**Exercise directions**
Among the entries below, how many lines have the string "Trainable" in them? Only the number should be given.

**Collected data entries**
- - - - - - -
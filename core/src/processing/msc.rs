use crate::math::matrix::MatrixHelper;
use crate::math::stats::StatsHelper;
use crate::prelude::{SpectrumError, SpectrumResult, Trainable, Transform};
use crate::spectrum::Spectrum;
use crate::telemetry::log::LogManager;
use ndarray::Axis;

/// Multiplicative scatter correction.
///
/// Training stores the mean spectrum of the population. Each spectrum is
/// then regressed on that mean (`x = a + b * mean`) and corrected to
/// `(x - a) / b`. Before training, `process` returns its input unchanged.
pub struct MultiplicativeScatterCorrection {
    reference: Option<Vec<f32>>,
    logger: LogManager,
}

impl MultiplicativeScatterCorrection {
    pub fn new() -> Self {
        Self {
            reference: None,
            logger: LogManager::new("msc"),
        }
    }

    /// Mean spectrum learned during training.
    pub fn reference(&self) -> Option<&[f32]> {
        self.reference.as_deref()
    }
}

impl Default for MultiplicativeScatterCorrection {
    fn default() -> Self {
        Self::new()
    }
}

impl Transform for MultiplicativeScatterCorrection {
    fn name(&self) -> &str {
        "msc"
    }

    fn process(&mut self, spectrum: &Spectrum) -> SpectrumResult<Spectrum> {
        self.check(spectrum)?;
        let Some(reference) = self.reference.as_ref() else {
            self.logger.warn(&format!(
                "not trained, passing '{}' through unchanged",
                spectrum.id()
            ));
            return Ok(spectrum.clone());
        };

        if spectrum.len() != reference.len() {
            return Err(SpectrumError::LengthMismatch {
                expected: reference.len(),
                actual: spectrum.len(),
            });
        }

        let amplitudes = spectrum.amplitudes();
        let (intercept, slope) = StatsHelper::linear_regression(reference, &amplitudes);
        let corrected: Vec<f32> = amplitudes
            .iter()
            .map(|value| (value - intercept) / slope)
            .collect();
        Ok(spectrum.with_amplitudes(&corrected))
    }

    fn as_trainable(&self) -> Option<&dyn Trainable> {
        Some(self)
    }

    fn as_trainable_mut(&mut self) -> Option<&mut dyn Trainable> {
        Some(self)
    }
}

impl Trainable for MultiplicativeScatterCorrection {
    fn is_trained(&self) -> bool {
        self.reference.is_some()
    }

    fn train(&mut self, spectra: &[Spectrum]) -> SpectrumResult<()> {
        if spectra.is_empty() {
            return Err(SpectrumError::InvalidInput(
                "msc: no spectra to train on".into(),
            ));
        }
        let matrix = MatrixHelper::amplitude_matrix(spectra)?;
        let mean = matrix
            .mean_axis(Axis(0))
            .ok_or_else(|| SpectrumError::InvalidInput("msc: empty training matrix".into()))?;
        self.reference = Some(mean.to_vec());
        self.logger
            .record(&format!("trained on {} spectra", spectra.len()));
        Ok(())
    }

    fn reset(&mut self) {
        self.reference = None;
    }
}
- - - - - - -
**Expected answer**
4